AIM OF THE TASK »
Counting only the lines below that contain the word "bool", what is the total? Give it with no other words.
=== Section Start ===
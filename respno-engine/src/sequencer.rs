//! Respondent sequencing
//!
//! Orders a project's transcripts by interview date and hands out `R01`,
//! `R02`, ... by position. Undated transcripts go last. Equal dates and all
//! undated transcripts keep their input order, so re-running on an
//! unchanged set reproduces the same identifiers.

use crate::model::Transcript;
use crate::temporal::parse_date_value;
use chrono::NaiveDate;
use std::collections::HashMap;
use tracing::debug;

/// Respno for a 1-based position: `R01` ... `R99`, then `R100` and up
pub fn format_respno(position: usize) -> String {
    format!("R{:02}", position)
}

/// Numeric suffix of a respno (`"R07"` -> `7`)
pub fn parse_respno(respno: &str) -> Option<u32> {
    let digits = respno.trim().strip_prefix('R')?;
    if digits.is_empty() || !digits.bytes().all(|b| b.is_ascii_digit()) {
        return None;
    }
    digits.parse().ok()
}

/// Sort key: dated before undated, then ascending date
fn chronological_key(transcript: &Transcript) -> (bool, Option<NaiveDate>) {
    let date = transcript
        .interview_date
        .as_deref()
        .and_then(parse_date_value);
    (date.is_none(), date)
}

/// Produce a new chronologically ordered sequence with respnos assigned
///
/// The input is left untouched; callers commit by persisting the result.
pub fn sequence(transcripts: &[Transcript]) -> Vec<Transcript> {
    let mut keyed: Vec<_> = transcripts
        .iter()
        .map(|t| (chronological_key(t), t.clone()))
        .collect();
    // sort_by is stable: ties keep input order
    keyed.sort_by(|a, b| a.0.cmp(&b.0));

    keyed
        .into_iter()
        .enumerate()
        .map(|(index, (_, mut transcript))| {
            let respno = format_respno(index + 1);
            if transcript.respno != respno {
                debug!(
                    transcript_id = %transcript.id,
                    old = %transcript.respno,
                    new = %respno,
                    "Respno reassigned"
                );
            }
            transcript.respno = respno;
            transcript
        })
        .collect()
}

/// Bidirectional id <-> respno lookup for one ordering of a project
#[derive(Debug, Clone, Default, PartialEq)]
pub struct RespondentOrder {
    entries: Vec<(String, String)>,
    by_id: HashMap<String, String>,
    by_respno: HashMap<String, String>,
}

impl RespondentOrder {
    /// Capture the ordering as stored (respnos taken as-is)
    pub fn from_transcripts(transcripts: &[Transcript]) -> Self {
        let mut order = Self::default();
        for transcript in transcripts {
            order.insert(transcript.id.clone(), transcript.respno.clone());
        }
        order
    }

    fn insert(&mut self, id: String, respno: String) {
        self.by_id.insert(id.clone(), respno.clone());
        if parse_respno(&respno).is_some() {
            self.by_respno.insert(respno.clone(), id.clone());
        }
        self.entries.push((id, respno));
    }

    /// Respno currently held by a transcript id
    pub fn respno_for(&self, id: &str) -> Option<&str> {
        self.by_id.get(id).map(String::as_str)
    }

    /// Transcript id holding a respno
    pub fn id_for(&self, respno: &str) -> Option<&str> {
        self.by_respno.get(respno.trim()).map(String::as_str)
    }

    pub fn contains_id(&self, id: &str) -> bool {
        self.by_id.contains_key(id)
    }

    pub fn contains_respno(&self, respno: &str) -> bool {
        self.by_respno.contains_key(respno.trim())
    }

    /// `(id, respno)` pairs in sequence order
    pub fn iter(&self) -> impl Iterator<Item = (&str, &str)> {
        self.entries.iter().map(|(id, r)| (id.as_str(), r.as_str()))
    }

    pub fn len(&self) -> usize {
        self.entries.len()
    }

    pub fn is_empty(&self) -> bool {
        self.entries.is_empty()
    }

    /// respno -> id map, the form reconciled documents are checked against
    pub fn respno_map(&self) -> HashMap<String, String> {
        self.by_respno.clone()
    }
}

#[cfg(test)]
mod tests {
    use super::*;

    fn ids(seq: &[Transcript]) -> Vec<&str> {
        seq.iter().map(|t| t.id.as_str()).collect()
    }

    fn respnos(seq: &[Transcript]) -> Vec<&str> {
        seq.iter().map(|t| t.respno.as_str()).collect()
    }

    #[test]
    fn test_uploaded_out_of_order() {
        let input = vec![
            Transcript::new("mar5").with_date("Mar 5, 2024"),
            Transcript::new("mar1").with_date("Mar 1, 2024"),
            Transcript::new("undated"),
        ];
        let seq = sequence(&input);
        assert_eq!(ids(&seq), vec!["mar1", "mar5", "undated"]);
        assert_eq!(respnos(&seq), vec!["R01", "R02", "R03"]);

        // Input untouched
        assert!(input.iter().all(|t| t.respno == "TEMP"));
    }

    #[test]
    fn test_sequencing_is_idempotent() {
        let input = vec![
            Transcript::new("a").with_date("2024-02-10"),
            Transcript::new("b"),
            Transcript::new("c").with_date("01/15/2024"),
            Transcript::new("d").with_date("Feb 10, 2024"),
        ];
        let first = sequence(&input);
        let second = sequence(&first);
        assert_eq!(first, second);
    }

    #[test]
    fn test_mixed_date_formats_compare_by_calendar_date() {
        let input = vec![
            Transcript::new("iso").with_date("2024-03-02"),
            Transcript::new("us").with_date("03/01/2024"),
            Transcript::new("long").with_date("March 3, 2024"),
        ];
        assert_eq!(ids(&sequence(&input)), vec!["us", "iso", "long"]);
    }

    #[test]
    fn test_undated_and_unparseable_sort_last_in_input_order() {
        let input = vec![
            Transcript::new("u1"),
            Transcript::new("junk").with_date("sometime in spring"),
            Transcript::new("dated").with_date("Dec 31, 2023"),
            Transcript::new("u2"),
        ];
        let seq = sequence(&input);
        assert_eq!(ids(&seq), vec!["dated", "u1", "junk", "u2"]);
    }

    #[test]
    fn test_equal_dates_keep_input_order() {
        let input = vec![
            Transcript::new("second").with_date("Mar 1, 2024").with_time("4:00 PM"),
            Transcript::new("first").with_date("Mar 1, 2024").with_time("9:00 AM"),
        ];
        // No time-of-day tie-break
        assert_eq!(ids(&sequence(&input)), vec!["second", "first"]);
    }

    #[test]
    fn test_respno_widens_past_99() {
        let input: Vec<_> = (0..101).map(|i| Transcript::new(format!("t{i}"))).collect();
        let seq = sequence(&input);
        assert_eq!(seq[0].respno, "R01");
        assert_eq!(seq[98].respno, "R99");
        assert_eq!(seq[99].respno, "R100");
        assert_eq!(seq[100].respno, "R101");
    }

    #[test]
    fn test_parse_respno() {
        assert_eq!(parse_respno("R01"), Some(1));
        assert_eq!(parse_respno(" R12 "), Some(12));
        assert_eq!(parse_respno("R100"), Some(100));
        assert_eq!(parse_respno("TEMP"), None);
        assert_eq!(parse_respno("R"), None);
        assert_eq!(parse_respno("R1a"), None);
        assert_eq!(parse_respno(""), None);
    }

    #[test]
    fn test_order_lookups() {
        let seq = sequence(&[
            Transcript::new("b").with_date("Mar 2, 2024"),
            Transcript::new("a").with_date("Mar 1, 2024"),
        ]);
        let order = RespondentOrder::from_transcripts(&seq);
        assert_eq!(order.len(), 2);
        assert_eq!(order.respno_for("a"), Some("R01"));
        assert_eq!(order.id_for("R02"), Some("b"));
        assert!(order.contains_respno("R01"));
        assert!(!order.contains_respno("R03"));
        assert_eq!(order.iter().collect::<Vec<_>>(), vec![("a", "R01"), ("b", "R02")]);
    }

    #[test]
    fn test_pending_respno_not_indexed() {
        let order = RespondentOrder::from_transcripts(&[Transcript::new("new")]);
        assert!(order.contains_id("new"));
        assert_eq!(order.id_for("TEMP"), None);
    }
}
=== Section End ===
RESPONSE TO THE EXERCISE »
4